Un pornocrack scagliato contro Facebook

Il social network denuncia un big del porno: avrebbe tentato di scassinare il portalone e sottrarre i dati e le foto degli utenti

Roma – Duecentomila . Questo è il numero di tentativi con cui Istra Holdings Inc. , meglio conosciuta come Slickcash.com , ha tentato di accedere ai server di Facebook. Obiettivo, tentare di appropriarsi delle informazioni personali sui 34 milioni di utenti del social-portalone .

L’attacco protratto per due settimane non si sarebbe limitato a un solo indirizzo: dopo che il primo IP è stato bloccato, secondo quanto riportato nella denuncia, altri indirizzi – tutti risultati assegnati alla stessa azienda – hanno tentato le medesime operazioni. Un comportamento illegale, quello dell’intraprendente azienda canadese, specializzata in porno . Un comportamento che non è affatto piaciuto a Facebook, che ha sporto denuncia. “Ogni richiesta era un tentativo di istruire i server di Facebook a inviare le informazioni sugli utenti all’indirizzo IP dell’azienda”, si legge nei documenti ufficiali. “Ma tali richieste hanno generato messaggi di errore, subito rilevati come tentativi non autorizzati di accedere a informazioni riservate”.

Dalla documentazione, tuttavia, non emerge con chiarezza a quali tipi di informazioni la società canadese avrebbe tentato di accedere. Nella denuncia si spiega che “gli estensori, consapevolmente e senza permesso, hanno preso, copiato o fatto uso di dati da computer e da reti di proprietà di Facebook”.

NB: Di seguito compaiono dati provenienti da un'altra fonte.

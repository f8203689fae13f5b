//! # Ownership Model
//!
//! Teams, the team registry, project configuration, and the path/glob
//! primitives shared by the resolver and validators.
//!
//! Teams are loaded once per run from `config/teams/**/*.yml` and are
//! immutable afterwards. All paths handled by this workspace are clean,
//! forward-slash paths relative to the project root.

mod config;
mod error;
mod glob;
mod paths;
mod registry;
mod team;

pub use config::ProjectConfig;
pub use error::{ModelError, Result};
pub use glob::{compile_glob, compile_glob_set};
pub use paths::{is_clean_path, relative_to_root};
pub use registry::TeamRegistry;
pub use team::Team;

/// Directory that holds team definition files, relative to the project root.
pub const TEAMS_DIR: &str = "config/teams";

/// Project configuration file, relative to the project root.
pub const CONFIG_PATH: &str = "config/code_ownership.yml";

Il social-portalone , come ben sanno i lettori di Punto Informatico , consente agli utenti di inserire dati considerati “sociali”, quali ad esempio la data di nascita, la città di nascita, l’indirizzo di posta elettronica, il numero telefonico o il luogo di lavoro, le proprie foto. Tutte informazioni, restando nel “quadro sociale” di Facebook e giocando con le parole, “socialmente utili”. Utili nel social network di Facebook finché vi restano circoscritte ; ma anche molto, molto appetitose per altre aziende, operatori del porno compresi.

Il “fattaccio” è avvenuto in rete a giugno scorso ma, riferisce il Toronto Star , è stato possibile presentare la querela solo dopo che la Corte ha autorizzato Rogers Communications e Look Communications , i due provider Internet coinvolti loro malgrado nella vicenda, a rivelare le informazioni identificative sul proprio cliente a luci rosse.